Ilse Hehn debütierte 1973 mit ihrem Lyrikband “So weit der Weg nach Ninive”. Mit dem jüngsten Band macht die Autorin den  letztlich geglückten Versuch auf die Frage “Wie mit den Folgen einer gewalttätigen Zeit zurechtzukommen und zu leben” eine Antwort zu finden. Die Autorin wird auf ihre Art, ohne Zähneknirschen und Verbissenheit, mit den bösen Gespenstern ihrer Vergangenheit fertig. Der Schlüssel dazu hat ihr die künstlerische Verfremdung geboten.

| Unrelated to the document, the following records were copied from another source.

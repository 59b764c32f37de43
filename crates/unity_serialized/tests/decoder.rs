mod common;

use binrw::Endian;
use common::{component, component_tree, text_asset, TestFile, COMPONENT};
use pretty_assertions::assert_eq;
use std::sync::Arc;
use tracing_test::traced_test;
use unity_serialized::error::{Error, Result};
use unity_serialized::{
    DecodePolicy, DecodedObject, ObjectDecoder, SchemaSource, SerializedFile, TypeTreeNode,
};
use unity_version::EngineVersion;

/// A file whose second object is cut short
fn damaged() -> SerializedFile {
    let bytes = TestFile::new(17, Endian::Little)
        .object(1, 0, &text_asset("fine", "data"))
        .raw_object(2, 0, vec![0x10, 0x00, 0x00, 0x00, b'a'])
        .object(3, 0, &text_asset("also fine", ""))
        .build();
    SerializedFile::from_bytes(bytes).unwrap()
}

#[test]
fn strict_policy_keeps_decoding() {
    let file = damaged();
    let mut decoder = ObjectDecoder::new(&file);

    assert!(decoder.decode_path_id(1).unwrap().value().is_some());
    match decoder.decode_path_id(2) {
        Err(Error::DecodeUnderrun { path, .. }) => assert_eq!(path, "Base/m_Name"),
        other => panic!("expected an underrun, got {other:?}"),
    }
    assert!(!decoder.is_disabled());
    assert_eq!(
        decoder.decode_path_id(3).unwrap().value(),
        Some(&text_asset("also fine", ""))
    );
}

#[traced_test]
#[test]
fn disable_on_underrun_returns_raw_bytes() {
    let file = damaged();
    let mut decoder = ObjectDecoder::new(&file).with_policy(DecodePolicy::DisableOnUnderrun);

    assert!(decoder.decode_path_id(1).unwrap().value().is_some());
    assert!(matches!(
        decoder.decode_path_id(2),
        Err(Error::DecodeUnderrun { .. })
    ));
    assert!(decoder.is_disabled());
    assert!(logs_contain("returning raw bytes"));

    let info = file.object(3).unwrap();
    assert_eq!(
        decoder.decode(info).unwrap(),
        DecodedObject::Raw(file.object_data(info).unwrap().to_vec())
    );
}

struct Schemas;

impl SchemaSource for Schemas {
    fn schema(&self, class_id: i32, version: &EngineVersion) -> Result<Arc<TypeTreeNode>> {
        match class_id {
            COMPONENT => Ok(Arc::new(component_tree())),
            _ => Err(Error::UnknownClassForVersion {
                class_id,
                version: version.to_string(),
            }),
        }
    }
}

#[test]
fn schema_source_for_stripped_files() {
    let bytes = TestFile::new(17, Endian::Little)
        .object(1, 1, &component(0, 0, 77))
        .object(2, 0, &text_asset("no schema", ""))
        .without_type_trees()
        .build();
    let file = SerializedFile::from_bytes(bytes).unwrap();
    assert!(!file.has_type_trees());

    let mut decoder = ObjectDecoder::new(&file);
    assert!(matches!(
        decoder.decode_path_id(1),
        Err(Error::MissingSchema(COMPONENT))
    ));

    let mut decoder = ObjectDecoder::new(&file).with_source(&Schemas);
    assert_eq!(
        decoder.decode_path_id(1).unwrap().value(),
        Some(&component(0, 0, 77))
    );
    assert!(matches!(
        decoder.decode_path_id(2),
        Err(Error::UnknownClassForVersion { class_id: 49, .. })
    ));
}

Spät, im August 2011, bekam Ilse Hehn bei CNSAS in Bukarest Einsicht in ihre Securitate-Akte mit dem Namen “KOGGE” (Sie war und ist auch heute Mitglied dieser deutschen Autorenvereinigung). In ihrem Buch werden Kopien dieser Aktennotizen umrahmt von Malereien als Zitate gebracht und künstlerisch transponiert. So wird dieses Kapitel ihrer und unserer Vergangenheit dokumentiert, beleuchtet und neugedeutet. Bekanntlich hat die Auseinandersetzung mit den Securitate-Akten zu vielen Studien, auch Buchveröffentlichungen geführt. Autoren wie Herta Müller (Cristina und ihre Attrape,2009), Johann Lippet ( Das Leben einer Akte,2009) oder Frieder Schuller (Theaterstück “Ossis Stein oder Der wirft den ersten Buch”, Uraufführung 2012) verarbeiteten auf ihre Art und Weise dieses weiterhin aktuelle und längst nicht abgeschriebene Thema.

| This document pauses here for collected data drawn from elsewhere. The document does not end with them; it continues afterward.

//! Generic values decoded against a TypeTree

use derive_more::From;
use indexmap::IndexMap;

/// Field map of a composite, in declaration order
pub type Fields = IndexMap<String, Value>;

/// A decoded value of any schema
#[derive(Debug, Clone, PartialEq, From)]
pub enum Value {
    Bool(bool),
    I8(i8),
    U8(u8),
    I16(i16),
    U16(u16),
    I32(i32),
    U32(u32),
    I64(i64),
    U64(u64),
    F32(f32),
    F64(f64),
    String(String),
    /// Raw bytes: `TypelessData`, arrays of `UInt8` and strings that are not valid UTF-8
    Bytes(Vec<u8>),
    Array(Vec<Value>),
    /// Entries of a `map` in stored order, duplicate keys are kept
    Map(Vec<(Value, Value)>),
    Object(Fields),
}

impl Value {
    /// Name of the variant, used in diagnostics
    pub fn kind_name(&self) -> &'static str {
        match self {
            Value::Bool(_) => "bool",
            Value::I8(_) => "SInt8",
            Value::U8(_) => "UInt8",
            Value::I16(_) => "SInt16",
            Value::U16(_) => "UInt16",
            Value::I32(_) => "SInt32",
            Value::U32(_) => "UInt32",
            Value::I64(_) => "SInt64",
            Value::U64(_) => "UInt64",
            Value::F32(_) => "float",
            Value::F64(_) => "double",
            Value::String(_) => "string",
            Value::Bytes(_) => "bytes",
            Value::Array(_) => "array",
            Value::Map(_) => "map",
            Value::Object(_) => "object",
        }
    }

    /// Look up a field of a composite
    pub fn get(&self, name: &str) -> Option<&Value> {
        match self {
            Value::Object(fields) => fields.get(name),
            _ => None,
        }
    }

    /// Follow a `/` separated path of field names
    pub fn pointer(&self, path: &str) -> Option<&Value> {
        path.split('/')
            .filter(|segment| !segment.is_empty())
            .try_fold(self, |value, segment| value.get(segment))
    }

    /// The value as a signed integer, for any integer variant that fits
    pub fn as_i64(&self) -> Option<i64> {
        match *self {
            Value::I8(v) => Some(v as i64),
            Value::U8(v) => Some(v as i64),
            Value::I16(v) => Some(v as i64),
            Value::U16(v) => Some(v as i64),
            Value::I32(v) => Some(v as i64),
            Value::U32(v) => Some(v as i64),
            Value::I64(v) => Some(v),
            Value::U64(v) => i64::try_from(v).ok(),
            _ => None,
        }
    }

    /// The value as text
    pub fn as_str(&self) -> Option<&str> {
        match self {
            Value::String(value) => Some(value),
            _ => None,
        }
    }

    /// The fields of a composite
    pub fn as_object(&self) -> Option<&Fields> {
        match self {
            Value::Object(fields) => Some(fields),
            _ => None,
        }
    }
}

#[cfg(feature = "serde")]
mod serialize {
    use serde::ser::{Serialize, SerializeSeq, Serializer};

    use super::Value;

    impl Serialize for Value {
        fn serialize<S: Serializer>(&self, serializer: S) -> Result<S::Ok, S::Error> {
            match self {
                Value::Bool(v) => serializer.serialize_bool(*v),
                Value::I8(v) => serializer.serialize_i8(*v),
                Value::U8(v) => serializer.serialize_u8(*v),
                Value::I16(v) => serializer.serialize_i16(*v),
                Value::U16(v) => serializer.serialize_u16(*v),
                Value::I32(v) => serializer.serialize_i32(*v),
                Value::U32(v) => serializer.serialize_u32(*v),
                Value::I64(v) => serializer.serialize_i64(*v),
                Value::U64(v) => serializer.serialize_u64(*v),
                Value::F32(v) => serializer.serialize_f32(*v),
                Value::F64(v) => serializer.serialize_f64(*v),
                Value::String(v) => serializer.serialize_str(v),
                Value::Bytes(v) => serializer.serialize_bytes(v),
                Value::Array(items) => items.serialize(serializer),
                Value::Map(entries) => {
                    let mut seq = serializer.serialize_seq(Some(entries.len()))?;
                    for (key, value) in entries {
                        seq.serialize_element(&(key, value))?;
                    }
                    seq.end()
                }
                Value::Object(fields) => fields.serialize(serializer),
            }
        }
    }
}

#[cfg(test)]
mod test {
    use indexmap::IndexMap;
    use pretty_assertions::assert_eq;

    use crate::value::Value;

    fn sample() -> Value {
        let mut inner = IndexMap::new();
        inner.insert("m_FileID".to_owned(), Value::I32(0));
        inner.insert("m_PathID".to_owned(), Value::I64(-7));

        let mut fields = IndexMap::new();
        fields.insert("m_Name".to_owned(), Value::from("Cube".to_owned()));
        fields.insert("m_GameObject".to_owned(), Value::Object(inner));
        fields.insert(
            "m_Container".to_owned(),
            Value::Map(vec![
                (Value::from("a".to_owned()), Value::I32(1)),
                (Value::from("a".to_owned()), Value::I32(2)),
            ]),
        );
        Value::Object(fields)
    }

    #[test]
    fn pointer_follows_fields() {
        let value = sample();
        assert_eq!(value.pointer("m_GameObject/m_PathID").and_then(Value::as_i64), Some(-7));
        assert_eq!(value.pointer("m_Name").and_then(Value::as_str), Some("Cube"));
        assert_eq!(value.pointer("m_Missing"), None);
    }

    #[cfg(feature = "serde")]
    #[test]
    fn serialize_to_json() {
        let json = serde_json::to_string(&sample()).unwrap();
        assert_eq!(
            json,
            r#"{"m_Name":"Cube","m_GameObject":{"m_FileID":0,"m_PathID":-7},"m_Container":[["a",1],["a",2]]}"#
        );
    }
}
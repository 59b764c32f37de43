//! Types for reading WebGL data containers
//!
//! A web container is an optionally gzip or brotli compressed flat file. It starts with a
//! signature, a header length and a table of `(offset, length, name)` records, all little endian.

use binrw::{BinRead, NullString};
use byteorder::{LittleEndian, ReadBytesExt};
use indexmap::IndexMap;
use std::io::{Cursor, Read};
use tracing::{debug, instrument, trace};

use crate::{
    compression::{Decompressor, DefaultDecompressor},
    error::{Error, FileNotFoundError, Result},
    read::{corrupt, index_entries, ArchiveEntry, ArchiveFile},
};

/// Signature of a Unity web container payload
pub const SIGNATURE_WEB_DATA: &[u8] = b"UnityWebData1.0";

/// Signature written by the Tuanjie engine fork
pub const SIGNATURE_TUANJIE_WEB_DATA: &[u8] = b"TuanjieWebData1.0";

/// Gzip member magic
pub const GZIP_MAGIC: [u8; 2] = [0x1F, 0x8B];

/// Offset of the brotli marker written into the comment of web payloads
pub const BROTLI_MAGIC_OFFSET: usize = 0x20;

/// Brotli marker found at [`BROTLI_MAGIC_OFFSET`]
pub const BROTLI_MAGIC: &[u8] = b"brotli";

/// Storage format of a web container
#[derive(Debug, Copy, Clone, PartialEq, Eq)]
pub enum WebCompression {
    /// Stored as is
    None,
    /// Gzip stream
    Gzip,
    /// Brotli stream
    Brotli,
}

impl WebCompression {
    /// Detect the storage format from the leading bytes
    pub fn detect(bytes: &[u8]) -> Self {
        if bytes.starts_with(&GZIP_MAGIC) {
            WebCompression::Gzip
        } else if bytes
            .get(BROTLI_MAGIC_OFFSET..BROTLI_MAGIC_OFFSET + BROTLI_MAGIC.len())
            .is_some_and(|magic| magic == BROTLI_MAGIC)
        {
            WebCompression::Brotli
        } else {
            WebCompression::None
        }
    }
}

/// Whether the decompressed payload starts with a web data signature
pub fn is_web_data(payload: &[u8]) -> bool {
    payload.starts_with(SIGNATURE_WEB_DATA) || payload.starts_with(SIGNATURE_TUANJIE_WEB_DATA)
}

/// WebGL data container reader
#[derive(Debug)]
pub struct WebArchive {
    compression: WebCompression,
    signature: String,
    files: IndexMap<Box<str>, ArchiveEntry>,
    data: Vec<u8>,
}

impl WebArchive {
    /// Read a web container collecting the files it contains.
    pub fn new(mut reader: impl Read) -> Result<WebArchive> {
        let mut bytes = Vec::new();
        reader.read_to_end(&mut bytes)?;
        Self::from_bytes(&bytes)
    }

    /// Parse a web container held in memory
    pub fn from_bytes(bytes: &[u8]) -> Result<WebArchive> {
        Self::from_bytes_with(bytes, &DefaultDecompressor)
    }

    /// Parse a web container held in memory with a custom [`Decompressor`]
    #[instrument(skip_all, fields(size = bytes.len()), err)]
    pub fn from_bytes_with(bytes: &[u8], decompressor: &dyn Decompressor) -> Result<WebArchive> {
        let compression = WebCompression::detect(bytes);
        let data = match compression {
            WebCompression::Gzip => decompressor.gzip(bytes)?,
            WebCompression::Brotli => decompressor.brotli(bytes)?,
            WebCompression::None => bytes.to_vec(),
        };
        debug!(?compression, size = data.len(), "read web container payload");

        if !is_web_data(&data) {
            return Err(Error::UnrecognizedFormat(
                String::from_utf8_lossy(&data[..data.len().min(17)]).into(),
            ));
        }

        let mut reader = Cursor::new(data.as_slice());
        let signature = NullString::read_le(&mut reader).map_err(corrupt)?.to_string();
        let header_length = reader.read_i32::<LittleEndian>().map_err(corrupt)?;
        let header_length = usize::try_from(header_length)
            .ok()
            .filter(|length| *length <= data.len())
            .ok_or_else(|| {
                Error::CorruptStructure(format!(
                    "header length {header_length} exceeds {} bytes",
                    data.len()
                ))
            })?;

        let mut entries = Vec::new();
        while (reader.position() as usize) < header_length {
            let offset = reader.read_i32::<LittleEndian>().map_err(corrupt)?;
            let length = reader.read_i32::<LittleEndian>().map_err(corrupt)?;
            let path_length = reader.read_i32::<LittleEndian>().map_err(corrupt)?;

            let remaining = data.len().saturating_sub(reader.position() as usize);
            let path_length = usize::try_from(path_length)
                .ok()
                .filter(|length| *length <= remaining)
                .ok_or_else(|| {
                    Error::CorruptStructure(format!("path length {path_length} is invalid"))
                })?;
            let mut path = vec![0u8; path_length];
            reader.read_exact(&mut path)?;

            let offset = u64::try_from(offset).map_err(corrupt)?;
            let length = u64::try_from(length).map_err(corrupt)?;
            trace!(offset, length, "web record");
            entries.push(ArchiveEntry::new(path, offset, length, 0));
        }

        let files = index_entries(entries, data.len())?;
        debug!(entries = files.len(), "read web container");

        Ok(WebArchive {
            compression,
            signature,
            files,
            data,
        })
    }

    /// Storage format the container was read from
    pub fn compression(&self) -> WebCompression {
        self.compression
    }

    /// Payload signature text
    pub fn signature(&self) -> &str {
        &self.signature
    }

    /// Number of entries contained in this container.
    pub fn len(&self) -> usize {
        self.files.len()
    }

    /// Whether this container holds no entries
    pub fn is_empty(&self) -> bool {
        self.len() == 0
    }

    /// Returns an iterator over all the file names in this container.
    pub fn file_names(&self) -> impl Iterator<Item = &str> {
        self.files.keys().map(|s| s.as_ref())
    }

    /// Get the index of a file entry by name, if it's present.
    pub fn index_for_name(&self, name: &str) -> Option<usize> {
        self.files.get_index_of(name)
    }

    /// Search for a file entry by name
    pub fn by_name(&self, name: &str) -> Result<ArchiveFile<'_>> {
        let index = self
            .index_for_name(name)
            .ok_or_else(|| Error::FileNotFound(FileNotFoundError::Name(name.to_owned())))?;
        self.by_index(index)
    }

    /// Get a contained file by index
    pub fn by_index(&self, file_number: usize) -> Result<ArchiveFile<'_>> {
        let (_, entry) = self
            .files
            .get_index(file_number)
            .ok_or(Error::FileNotFound(FileNotFoundError::Index(file_number)))?;

        let start = entry.offset as usize;
        let end = start + entry.size as usize;
        Ok(ArchiveFile::new(entry, &self.data[start..end]))
    }
}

Die Lyrikerin und bildende Künstlerin Ilse Hehn tat es, wie in etlichen ihrer Bücher, lakonisch und knapp im Wort, die Essenz suchend, wobei im Privaten das Gesellschaftliche aufscheint, doch auch mit einer bestechenden Experimentierfreudigkeit, durch die Zweisprachigkeit, die kunstvolle Aufmachung, durch Malerei, Grafik und Fotokunst dem Wort leuchtende Farben zu verleihen und neue Freiräume zu erschaffen.